Best Principles in Genomics Research

The backbone underlying the content on the website comes from a general set of “best principles” that should be applied in genomics studies, irrespective of the specific sequencing method used. Instead of providing rigid “best practices”, the website promotes “best principles”, defined as a guiding set of values and goals that can be tailored to one’s hypotheses and guided by one’s data, as opposed to a specific set of instructions. Motivated by rigor and reproducibility, “best principles” are designed to encourage data exploration and critical thinking during analysis and evaluation instead of ticking off boxes on a protocol or step-list. These principles are outlined below.

Rigor

1. Understand the characteristics of your chosen sequencing approach. Take these characteristics into account when designing a study and during data analysis.

Goals of study should be chosen before choosing the best sequencing approach, which will inform the total number of samples and sequencing coverage needed: e.g., PoolSeq requires larger sample sizes and deeper coverage given the lack of individual genotyping (Guirao-Rico and González 2021).

2. Plot your data early and often. Get to know it in both its raw and processed forms.

Deepen the interpretation of results and flag sources of error throughout a workflow by plotting data such as (i) read-quality metrics pre- and post-filtering, (ii) sequence coverage across a reference and across samples, (iii) principal component analysis of replicates pre- and post-filtering, and (iv) results and predictions of statistical tests.

3. All models and pipelines introduce some type and magnitude of error. Compare models’ nuances to find the best approach given your data.

This issue is particularly acute in non-model species. Some quantitative approaches towards evaluating methods include (i) comparing the performance of different methods or parameter choices using simulated data (Lotterhos, Fitzpatrick, and Blackmon 2022), (ii) measuring their predictive strengths using model selection statistics [(Hooten and Hobbs 2015), (Johnson and Omland 2004)], and (iii) observed-predicted plots from model outputs. A basic understanding of the sensitivity of inference in different analyses will be helpful for determining how robust the results are to nuanced decisions, especially for non-model organisms or unique experimental designs.

Reproducibility

4. Wherever your sequencing data go, their associated metadata go with them.

Any and all metadata that can be reported should accompany sequence data in databases such as NCBI or SRA. Data on Dryad or GitHub should crosslink to NCBI/SRA.

5. Take detailed records on all analysis decisions you make, including for preliminary analyses and errors that occurred, so you remember what you did and can reproduce your own work.

Use text-annotated code notebooks for bioinformatic analyses (e.g., Rmarkdown, Jupyter).

6. Provide a reproducible text-annotated code notebook for all final analyses, containing computing environment information (i.e. software versions), so that these methods could be reproduced by someone else.

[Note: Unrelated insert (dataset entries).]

//! Evaluation driver of a mortar interface.
//!
//! An [`Interface`] owns the surface mesh of both sides, the configuration and the per-element
//! [`MortarData`] side table. Each slave element is processed independently:
//!
//! 1. candidate masters whose normals do not oppose the slave normal are discarded,
//! 2. every remaining pair is segmented into integration cells,
//! 3. the LM basis is set up, building the dual coefficients if required,
//! 4. the cells are integrated into per-node contributions.
//!
//! Since slave elements share no mutable state, [`Interface::evaluate_par`] processes them in
//! parallel and produces results identical to [`Interface::evaluate`].
use crate::config::{ConsistentDual, CoreConfig, IntegrationType, LagrangeMultiplierShape};
use crate::contact::ContactLaw;
use crate::dual::{consistent_dual_basis, element_dual_basis, DualBasis};
use crate::element::lagmult::{
    base_transformation, check_supported, evaluate_lagrange_multiplier, BaseTransformation, BasisValues,
    LagrangeMultiplierBasis,
};
use crate::element::ElementView;
use crate::error::MortarError;
use crate::integrate::{ElementContribution, SlaveIntegrator};
use crate::mesh::SurfaceMesh;
use crate::overlap::{segment_pair, IntegrationCell};
use crate::projector::orientation_compatible;
use crate::quadrature::{points_per_direction, QuadratureRule};
use log::debug;
use mortar_traits::Real;
use nalgebra::{DVector, Scalar, Vector2};
use rayon::prelude::*;

/// Relative coverage below which an element counts as a boundary element for the consistent
/// dual.
const FULL_COVERAGE_TOLERANCE: f64 = 1e-8;

/// Transient per-element data of a slave element, cleared at the start of every iteration.
#[derive(Debug, Clone, PartialEq)]
pub struct MortarData<T: Scalar> {
    pub transformation: BaseTransformation<T>,
    /// Dual coefficients over the whole element, built on first use.
    pub dual: Option<DualBasis<T>>,
}

impl<T: Real> MortarData<T> {
    /// Builds the LM transformation of a slave element. The dual coefficients are built lazily.
    pub fn new(view: &ElementView<T>, config: &CoreConfig) -> Result<Self, MortarError> {
        let transformation = if config.lm_shape == LagrangeMultiplierShape::PiecewiseLinear {
            BaseTransformation::identity(view.num_nodes())
        } else {
            base_transformation(view, config)?
        };
        Ok(Self {
            transformation,
            dual: None,
        })
    }

    pub(crate) fn ensure_element_dual(&mut self, view: &ElementView<T>, config: &CoreConfig) -> Result<(), MortarError> {
        if config.uses_dual_basis() && self.dual.is_none() {
            self.dual = Some(element_dual_basis(view, &self.transformation, config)?);
        }
        Ok(())
    }

    /// The LM basis of the element, using `consistent` instead of the element-wide dual
    /// coefficients if given.
    pub fn basis<'a>(
        &'a self,
        view: &ElementView<T>,
        config: &CoreConfig,
        consistent: Option<&'a DualBasis<T>>,
    ) -> Result<LagrangeMultiplierBasis<'a, T>, MortarError> {
        match config.lm_shape {
            LagrangeMultiplierShape::Standard => Ok(LagrangeMultiplierBasis::Standard(&self.transformation)),
            LagrangeMultiplierShape::PiecewiseLinear => Ok(LagrangeMultiplierBasis::PiecewiseLinear),
            LagrangeMultiplierShape::Dual | LagrangeMultiplierShape::PetrovGalerkin => consistent
                .or(self.dual.as_ref())
                .map(|dual| LagrangeMultiplierBasis::Dual(&self.transformation, dual))
                .ok_or_else(|| MortarError::integration(view.id(), "dual basis requested before it was built")),
        }
    }
}

/// Read-only data shared by all slave element evaluations.
#[derive(Copy, Clone)]
pub struct CouplingContext<'a, T: Real> {
    pub mesh: &'a SurfaceMesh<T>,
    pub config: &'a CoreConfig,
    pub law: Option<&'a dyn ContactLaw<T>>,
}

pub struct Interface<T: Real> {
    mesh: SurfaceMesh<T>,
    config: CoreConfig,
    law: Option<Box<dyn ContactLaw<T>>>,
    /// Arena indices of the slave elements.
    slaves: Vec<usize>,
    /// Candidate masters per slave element, as arena indices.
    candidates: Vec<Vec<usize>>,
    mortar_data: Vec<Option<MortarData<T>>>,
}

impl<T: Real> Interface<T> {
    /// Sets up an interface for tied coupling.
    ///
    /// Validates the configuration and the LM support of every slave element, and computes the
    /// nodal normals. Every master element is initially a candidate of every slave element.
    pub fn new(mesh: SurfaceMesh<T>, config: CoreConfig) -> Result<Self, MortarError> {
        if config.contact {
            return Err(MortarError::Configuration(
                "contact mode requires a contact law".to_string(),
            ));
        }
        Self::setup(mesh, config, None)
    }

    /// Sets up an interface in contact mode with the given constitutive law.
    pub fn with_contact_law(
        mesh: SurfaceMesh<T>,
        config: CoreConfig,
        law: Box<dyn ContactLaw<T>>,
    ) -> Result<Self, MortarError> {
        if !config.contact {
            return Err(MortarError::Configuration(
                "a contact law was given, but contact mode is disabled".to_string(),
            ));
        }
        Self::setup(mesh, config, Some(law))
    }

    fn setup(
        mut mesh: SurfaceMesh<T>,
        config: CoreConfig,
        law: Option<Box<dyn ContactLaw<T>>>,
    ) -> Result<Self, MortarError> {
        config.validate(mesh.dim())?;
        mesh.check_consistency()?;
        let slaves: Vec<usize> = mesh.slave_elements().collect();
        for &slave in &slaves {
            check_supported(&mesh.view(slave), &config)?;
        }
        mesh.update_nodal_normals();

        let masters: Vec<usize> = mesh.master_elements().collect();
        Ok(Self {
            candidates: vec![masters; slaves.len()],
            mortar_data: vec![None; slaves.len()],
            slaves,
            mesh,
            config,
            law,
        })
    }

    pub fn mesh(&self) -> &SurfaceMesh<T> {
        &self.mesh
    }

    pub fn config(&self) -> &CoreConfig {
        &self.config
    }

    fn slave_position(&self, element_id: usize) -> Result<usize, MortarError> {
        let index = self
            .mesh
            .element_index(element_id)
            .ok_or_else(|| MortarError::usage(element_id, "unknown element"))?;
        self.slaves
            .binary_search(&index)
            .map_err(|_| MortarError::usage(element_id, "element is not a slave element"))
    }

    /// Replaces the candidate masters of a slave element, e.g. with the result of a search.
    pub fn set_candidates(&mut self, slave_id: usize, master_ids: &[usize]) -> Result<(), MortarError> {
        let position = self.slave_position(slave_id)?;
        let candidates = master_ids
            .iter()
            .map(|&id| match self.mesh.element_index(id) {
                Some(index) if !self.mesh.element(index).is_slave() => Ok(index),
                _ => Err(MortarError::usage(slave_id, format!("candidate {} is not a master element", id))),
            })
            .collect::<Result<Vec<_>, _>>()?;
        self.candidates[position] = candidates;
        Ok(())
    }

    /// Sets the nodal displacements from a global vector indexed by coordinate DOF id.
    ///
    /// Takes effect with the next call to [`begin_iteration`](Self::begin_iteration).
    pub fn update_displacements(&mut self, u: &DVector<T>) {
        self.mesh.set_displacements(u);
    }

    /// Recomputes the nodal normals and clears all cached per-element data.
    pub fn begin_iteration(&mut self) {
        self.mesh.update_nodal_normals();
        self.mortar_data.iter_mut().for_each(|data| *data = None);
    }

    /// Cached data of a slave element, if it was evaluated in the current iteration.
    pub fn mortar_data(&self, element_id: usize) -> Option<&MortarData<T>> {
        let position = self.slave_position(element_id).ok()?;
        self.mortar_data[position].as_ref()
    }

    /// Evaluates the LM basis of a slave element at the parametric point `xi`.
    ///
    /// Uses the cached data of the element, which is created if the element was not evaluated
    /// in the current iteration.
    pub fn evaluate_lagrange_multiplier(
        &mut self,
        element_id: usize,
        xi: &Vector2<T>,
    ) -> Result<BasisValues<T>, MortarError> {
        let position = self.slave_position(element_id)?;
        let view = self.mesh.view(self.slaves[position]);
        let slot = &mut self.mortar_data[position];
        let mut data = match slot.take() {
            Some(data) => data,
            None => MortarData::new(&view, &self.config)?,
        };
        let result = evaluate_lagrange_multiplier(&view, &self.config, &mut data, xi);
        *slot = Some(data);
        result
    }

    /// Evaluates all slave elements sequentially.
    pub fn evaluate(&mut self) -> Result<Vec<ElementContribution<T>>, MortarError> {
        let context = CouplingContext {
            mesh: &self.mesh,
            config: &self.config,
            law: self.law.as_deref(),
        };
        self.mortar_data
            .iter_mut()
            .zip(&self.slaves)
            .zip(&self.candidates)
            .map(|((data, &slave), candidates)| evaluate_slave(&context, slave, candidates, data))
            .collect()
    }

    /// Evaluates all slave elements in parallel. The result equals that of
    /// [`evaluate`](Self::evaluate).
    pub fn evaluate_par(&mut self) -> Result<Vec<ElementContribution<T>>, MortarError> {
        let context = CouplingContext {
            mesh: &self.mesh,
            config: &self.config,
            law: self.law.as_deref(),
        };
        self.mortar_data
            .par_iter_mut()
            .zip(self.slaves.par_iter())
            .zip(self.candidates.par_iter())
            .map(|((data, &slave), candidates)| evaluate_slave(&context, slave, candidates, data))
            .collect()
    }

    /// Evaluates a single slave element.
    pub fn evaluate_element(&mut self, element_id: usize) -> Result<ElementContribution<T>, MortarError> {
        let position = self.slave_position(element_id)?;
        let slave = self.slaves[position];
        let context = CouplingContext {
            mesh: &self.mesh,
            config: &self.config,
            law: self.law.as_deref(),
        };
        evaluate_slave(&context, slave, &self.candidates[position], &mut self.mortar_data[position])
    }
}

/// Measure of the slave element covered by the given cells, `∫ detJ dξ` over the cells.
pub fn covered_measure<'c, T: Real>(
    view: &ElementView<T>,
    cells: impl IntoIterator<Item = &'c IntegrationCell<T>>,
    config: &CoreConfig,
) -> Result<T, MortarError> {
    let n_points = points_per_direction(view.cell(), config);
    let (interval, triangle) = (QuadratureRule::interval(n_points)?, QuadratureRule::triangle(n_points)?);
    let mut measure = T::zero();
    for cell in cells {
        let rule = if cell.is_interval() { &interval } else { &triangle };
        for (weight, point) in rule.iter() {
            let mapped = cell.map_point(point);
            measure += weight * mapped.jacobian * view.jacobian_determinant(&view.shape(&mapped.slave));
        }
    }
    Ok(measure)
}

fn element_measure<T: Real>(view: &ElementView<T>, config: &CoreConfig) -> Result<T, MortarError> {
    let rule = QuadratureRule::element(view.cell(), points_per_direction(view.cell(), config))?;
    Ok(rule
        .iter()
        .map(|(weight, xi)| weight * view.jacobian_determinant(&view.shape(xi)))
        .fold(T::zero(), |acc, x| acc + x))
}

/// Evaluates one slave element against its candidate masters.
pub fn evaluate_slave<T: Real>(
    context: &CouplingContext<'_, T>,
    slave: usize,
    candidates: &[usize],
    slot: &mut Option<MortarData<T>>,
) -> Result<ElementContribution<T>, MortarError> {
    let view = context.mesh.view(slave);
    let mut data = match slot.take() {
        Some(data) => data,
        None => MortarData::new(&view, context.config)?,
    };
    let result = evaluate_with_data(context, &view, candidates, &mut data);
    *slot = Some(data);
    result
}

fn evaluate_with_data<T: Real>(
    context: &CouplingContext<'_, T>,
    view: &ElementView<T>,
    candidates: &[usize],
    data: &mut MortarData<T>,
) -> Result<ElementContribution<T>, MortarError> {
    let CouplingContext { mesh, config, law } = *context;
    let masters: Vec<ElementView<T>> = candidates
        .iter()
        .map(|&m| mesh.view(m))
        .filter(|master| {
            let compatible = orientation_compatible(view, master);
            if !compatible {
                debug!("Slave {} / master {}: normals do not oppose", view.id(), master.id());
            }
            compatible
        })
        .collect();

    if config.integration != IntegrationType::Segments {
        let fallback = config.integration == IntegrationType::ElementsBoundarySegmentation;
        data.ensure_element_dual(view, config)?;
        let mut integrator = SlaveIntegrator::new(*view, data.basis(view, config, None)?, law);
        if integrator.integrate_elements(&masters, config, fallback)? {
            return Ok(integrator.finish());
        }
        debug!("Slave {} falls back to segment-based integration", view.id());
    }

    let mut pairs = Vec::with_capacity(masters.len());
    for master in &masters {
        let cells = segment_pair(view, master, config)?;
        if !cells.is_empty() {
            pairs.push((master, cells));
        }
    }
    if pairs.is_empty() {
        return Ok(SlaveIntegrator::new(*view, LagrangeMultiplierBasis::Standard(&data.transformation), law).finish());
    }

    let all_cells = || pairs.iter().flat_map(|(_, cells)| cells.iter());
    let consistent = match config.consistent_dual {
        ConsistentDual::None => false,
        ConsistentDual::All => true,
        ConsistentDual::Boundary => {
            let covered = covered_measure(view, all_cells(), config)?;
            let full = element_measure(view, config)?;
            covered < full * (T::one() - nalgebra::convert(FULL_COVERAGE_TOLERANCE))
        }
    };
    let consistent_dual = if consistent && config.uses_dual_basis() {
        debug!("Slave {} uses the consistent dual basis", view.id());
        Some(consistent_dual_basis(view, &data.transformation, all_cells(), config)?)
    } else {
        data.ensure_element_dual(view, config)?;
        None
    };

    let mut integrator = SlaveIntegrator::new(*view, data.basis(view, config, consistent_dual.as_ref())?, law);
    for (master, cells) in &pairs {
        integrator.integrate_cells(master, cells, config)?;
    }
    Ok(integrator.finish())
}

Provide these notebooks (in Rmarkdown or Jupyter) in a publically accessible format on services such as GitHub, GitLab, Dryad, Figshare, or Zenodo.

References

Guirao-Rico, Sara, and Josefa González. 2021. “Benchmarking the Performance of Pool-Seq SNP Callers Using Simulated and Real Sequencing Data.” Mol. Ecol. Resour. 21 (4): 1216–29.

Hooten, M B, and N T Hobbs. 2015. “A Guide to Bayesian Model Selection for Ecologists.” Ecol. Monogr. 85 (1): 3–28.

Johnson, Jerald B, and Kristian S Omland. 2004. “Model Selection in Ecology and Evolution.” Trends Ecol. Evol. 19 (2): 101–8.

Lotterhos, Katie E, Matthew C Fitzpatrick, and Heath Blackmon. 2022. “Simulation Tests of Methods in Evolution, Ecology, and Systematics: Pitfalls, Progress, and Principles.” Annu. Rev. Ecol. Evol. Syst. 53 (1): 113–36.